Plastic Viscosity Exceedance Reducing Montney Lateral ROP During WCSB OBM Drilling
A northeast British Columbia Montney horizontal well was drilling its 3,100 m lateral with 1.92 kg/L OBM when plastic viscosity measured at the rig site increased from a baseline of 22 cP to 38 cP over 8 days of lateral drilling without corresponding increase in yield point (YP remained stable at 14 lb/100ft2). The PV increase indicated progressive ultra-fine solids contamination from Montney siltstone cuttings that were not being efficiently removed by the single centrifuge operating on the rig. The elevated PV of 38 cP increased annular frictional pressure by 28% at the design 1,800 L/min pump rate, raising the equivalent circulating density from the design 2.02 kg/L to 2.14 kg/L ECD at the shoe, approaching the estimated fracture gradient of 2.18 kg/L for the weakest zone in the lateral. The drilling engineer reduced the pump rate to 1,550 L/min to keep ECD below 2.10 kg/L, which reduced cuttings transport efficiency and required a dedicated back-reaming wiper trip at 5,400 m MD that cost 14 hours of rig time. Adding a second high-speed centrifuge (2,200 rpm, 5 m3/hr throughput) reduced PV to 24 cP over 36 hours, allowing the pump rate to return to 1,800 L/min and ECD to return to 2.03 kg/L for the remaining 900 m of lateral without further restriction.

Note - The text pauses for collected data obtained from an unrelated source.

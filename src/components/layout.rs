//! Layout calculations for the UI

use ratatui::layout::{Constraint, Direction, Layout, Rect};

/// Main screen layout areas
pub struct MainLayout {
    pub tabs: Rect,
    pub body: Rect,
    pub status: Rect,
    pub help: Rect,
}

/// Calculate centered popup area
pub fn centered_popup(area: Rect, width: u16, height: u16) -> Rect {
    let popup_x = (area.width.saturating_sub(width)) / 2;
    let popup_y = (area.height.saturating_sub(height)) / 2;

    Rect::new(
        popup_x,
        popup_y,
        width.min(area.width),
        height.min(area.height),
    )
}

/// Calculate main screen layout: tab bar, view body, status line, help bar.
pub fn calculate_main_layout(area: Rect) -> MainLayout {
    let chunks = Layout::default()
        .direction(Direction::Vertical)
        .constraints([
            Constraint::Length(2),
            Constraint::Min(0),
            Constraint::Length(1),
            Constraint::Length(1),
        ])
        .split(area);

    MainLayout {
        tabs: chunks[0],
        body: chunks[1],
        status: chunks[2],
        help: chunks[3],
    }
}
//! Exact-filter picker
//!
//! Lists the status/priority/district style choices the active view offers.
//! Selecting one replaces any existing filter on the same field; the first
//! row clears everything.

use crate::action::Action;
use crate::component::Component;
use crate::query::FieldFilter;
use anyhow::Result;
use crossterm::event::{KeyCode, KeyEvent};
use ratatui::{
    layout::{Constraint, Direction, Layout, Rect},
    style::{Color, Modifier, Style},
    text::{Line, Span},
    widgets::{Block, Borders, Clear, List, ListItem, ListState, Paragraph},
    Frame,
};

pub struct FilterDialog {
    /// (field, value) pairs offered by the active view.
    pub options: Vec<(String, String)>,
    /// Filters currently in effect (to mark active rows).
    pub active: Vec<FieldFilter>,
    pub selected_index: usize,
    pub list_state: ListState,
}

impl Default for FilterDialog {
    fn default() -> Self {
        Self::new()
    }
}

impl FilterDialog {
    pub fn new() -> Self {
        let mut list_state = ListState::default();
        list_state.select(Some(0));
        Self {
            options: Vec::new(),
            active: Vec::new(),
            selected_index: 0,
            list_state,
        }
    }

    pub fn set_options(&mut self, options: Vec<(String, String)>, active: &[FieldFilter]) {
        self.options = options;
        self.active = active.to_vec();
        self.selected_index = 0;
        self.list_state.select(Some(0));
    }

    /// `None` means the "clear filters" row.
    pub fn get_selected(&self) -> Option<(&str, &str)> {
        if self.selected_index == 0 {
            None
        } else {
            self.options
                .get(self.selected_index - 1)
                .map(|(f, v)| (f.as_str(), v.as_str()))
        }
    }

    fn is_active(&self, field: &str, value: &str) -> bool {
        self.active
            .iter()
            .any(|f| f.field == field && f.value == value)
    }

    fn select_next(&mut self) {
        if self.selected_index < self.options.len() {
            self.selected_index += 1;
            self.list_state.select(Some(self.selected_index));
        }
    }

    fn select_prev(&mut self) {
        if self.selected_index > 0 {
            self.selected_index -= 1;
            self.list_state.select(Some(self.selected_index));
        }
    }
}

impl Component for FilterDialog {
    fn handle_key_event(&mut self, key: KeyEvent) -> Result<Option<Action>> {
        let action = match key.code {
            KeyCode::Esc | KeyCode::Char('f') => Some(Action::CloseModal),
            KeyCode::Enter => match self.get_selected() {
                Some((field, value)) => Some(Action::SetFilter {
                    field: field.to_string(),
                    value: value.to_string(),
                }),
                None => Some(Action::ClearFilters),
            },
            KeyCode::Up | KeyCode::Char('k') => {
                self.select_prev();
                Some(Action::ModalUp)
            }
            KeyCode::Down | KeyCode::Char('j') => {
                self.select_next();
                Some(Action::ModalDown)
            }
            _ => None,
        };
        Ok(action)
    }

    fn draw(&mut self, frame: &mut Frame, area: Rect) -> Result<()> {
        let popup_width = 44u16.min(area.width.saturating_sub(4));
        let content_height = self.options.len() as u16 + 3;
        let popup_height = (content_height + 6)
            .min(area.height.saturating_sub(2))
            .max(10);

        let x = area.x + (area.width.saturating_sub(popup_width)) / 2;
        let y = area.y + (area.height.saturating_sub(popup_height)) / 2;
        let popup_area = Rect::new(x, y, popup_width, popup_height);

        frame.render_widget(Clear, popup_area);

        let chunks = Layout::default()
            .direction(Direction::Vertical)
            .constraints([Constraint::Min(3), Constraint::Length(3)])
            .split(popup_area);

        let mut items: Vec<ListItem> = vec![ListItem::new(Line::from(vec![
            Span::styled(
                if self.active.is_empty() { "● " } else { "  " },
                Style::default().fg(Color::Green),
            ),
            Span::styled("Clear filters", Style::default().fg(Color::DarkGray)),
        ]))];

        for (field, value) in &self.options {
            let active = self.is_active(field, value);
            items.push(ListItem::new(Line::from(vec![
                Span::styled(
                    if active { "● " } else { "  " },
                    Style::default().fg(Color::Green),
                ),
                Span::styled(
                    format!("{}: {}", field, value),
                    if active {
                        Style::default()
                            .fg(Color::Cyan)
                            .add_modifier(Modifier::BOLD)
                    } else {
                        Style::default().fg(Color::White)
                    },
                ),
            ])));
        }

        let list = List::new(items)
            .block(
                Block::default()
                    .borders(Borders::ALL)
                    .title(" Filter ")
                    .title_style(
                        Style::default()
                            .fg(Color::Magenta)
                            .add_modifier(Modifier::BOLD),
                    )
                    .border_style(Style::default().fg(Color::DarkGray)),
            )
            .highlight_style(
                Style::default()
                    .bg(Color::Blue)
                    .fg(Color::White)
                    .add_modifier(Modifier::BOLD),
            )
            .highlight_symbol("▶ ");

        frame.render_stateful_widget(list, chunks[0], &mut self.list_state);

        let help = Paragraph::new(Line::from(vec![
            Span::styled(" Enter ", Style::default().fg(Color::Yellow)),
            Span::raw("Apply  "),
            Span::styled(" j/k ", Style::default().fg(Color::Cyan)),
            Span::raw("Navigate  "),
            Span::styled(" Esc/f ", Style::default().fg(Color::Yellow)),
            Span::raw("Cancel"),
        ]))
        .alignment(ratatui::layout::Alignment::Center)
        .block(Block::default().borders(Borders::ALL));
        frame.render_widget(help, chunks[1]);

        Ok(())
    }
}

#[cfg(test)]
mod tests {
    use super::*;

    #[test]
    fn test_first_row_clears_then_options_follow() {
        let mut dialog = FilterDialog::new();
        dialog.set_options(
            vec![
                ("status".to_string(), "Open".to_string()),
                ("status".to_string(), "Resolved".to_string()),
            ],
            &[],
        );

        assert!(dialog.get_selected().is_none());
        dialog.select_next();
        assert_eq!(dialog.get_selected(), Some(("status", "Open")));
        dialog.select_next();
        dialog.select_next(); // clamped at the last row
        assert_eq!(dialog.get_selected(), Some(("status", "Resolved")));
    }
}
//! Operator account records

use super::field::{FieldValue, TableRow};
use std::fmt;

pub const DEPARTMENTS: [&str; 4] = ["Design", "Development", "Marketing", "Sales"];

pub const DESIGNATIONS: [&str; 4] = ["Manager", "Team Lead", "Senior Developer", "Designer"];

#[derive(Debug, Clone, Copy, PartialEq, Eq)]
pub enum Role {
    Admin,
    Employee,
    User,
}

impl Role {
    pub fn all() -> [Role; 3] {
        [Role::Admin, Role::Employee, Role::User]
    }

    pub fn name(&self) -> &'static str {
        match self {
            Role::Admin => "admin",
            Role::Employee => "employee",
            Role::User => "user",
        }
    }
}

impl fmt::Display for Role {
    fn fmt(&self, f: &mut fmt::Formatter<'_>) -> fmt::Result {
        f.write_str(self.name())
    }
}

#[derive(Debug, Clone)]
pub struct User {
    pub id: String,
    pub name: String,
    pub email: String,
    pub role: Role,
    pub department: String,
    pub designation: String,
}

impl TableRow for User {
    fn field(&self, key: &str) -> Option<FieldValue> {
        match key {
            "id" => Some(FieldValue::from(self.id.as_str())),
            "name" => Some(FieldValue::from(self.name.as_str())),
            "email" => Some(FieldValue::from(self.email.as_str())),
            "role" => Some(FieldValue::from(self.role.to_string())),
            "department" => Some(FieldValue::from(self.department.as_str())),
            "designation" => Some(FieldValue::from(self.designation.as_str())),
            _ => None,
        }
    }
}
//! Services - data generation, export and template handling

pub mod export;
pub mod seed;
pub mod templates;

- Definition: 1 cP = 1 mPa.s = 0.001 Pa.s; water at 20 degrees C = 1.002 cP
- PV calculation: PV (cP) = Fann 35 dial reading at 600 rpm minus reading at 300 rpm
- WCSB OBM target PV: 18 to 25 cP; above 30 cP triggers dilution and centrifuge solids removal
- Crude oil range: 0.5 to 2 cP (Cardium light oil) to 100,000+ cP (Athabasca bitumen) at reservoir T and P
- Gas viscosity: 0.018 to 0.045 cP at WCSB Montney reservoir conditions; 20 to 50x lower than oil
- Completion fluid: 2 to 5 cP for frac ball transport; above 8 cP adds 2 to 4 MPa surface treating pressure
Related Terms
Viscosity is the physical property that centipoise measures; dynamic viscosity in cP quantifies a fluid's resistance to shear deformation and governs flow behavior in drill string hydraulics, reservoir pore flow, and surface production facility design across all WCSB oil and gas operations. Plastic viscosity (PV) is the Bingham plastic rheological parameter expressed in cP that describes the viscosity contribution of colloidal and suspended solids in WCSB drilling fluids; PV measurement from the Fann 35 viscometer at 600 and 300 rpm is the primary daily mud property test used to monitor solids loading and dilution requirements in WCSB horizontal drilling programs. Rheology is the science of fluid flow and deformation that uses centipoise viscosity as the primary measurement parameter; Bingham plastic, power-law, and Herschel-Bulkley models all express viscosity parameters in cP derived from Fann viscometer measurements for WCSB drilling fluid hydraulics design. Darcy's law governs reservoir fluid flow in WCSB porous formations; dynamic viscosity in cP appears in the denominator of the Darcy flow equation alongside permeability in millidarcies and pressure gradient in kPa/m, so accurate cP viscosity at reservoir conditions is required for productivity index calculations in WCSB conventional and tight reservoir wells. Equivalent circulating density (ECD) in WCSB horizontal drilling is directly controlled by drilling fluid plastic viscosity in cP; higher PV increases annular frictional pressure and ECD at the weakest casing shoe, setting the upper PV limit the mud engineer must maintain within the ECD window between pore pressure and fracture gradient in long Montney and Duvernay laterals.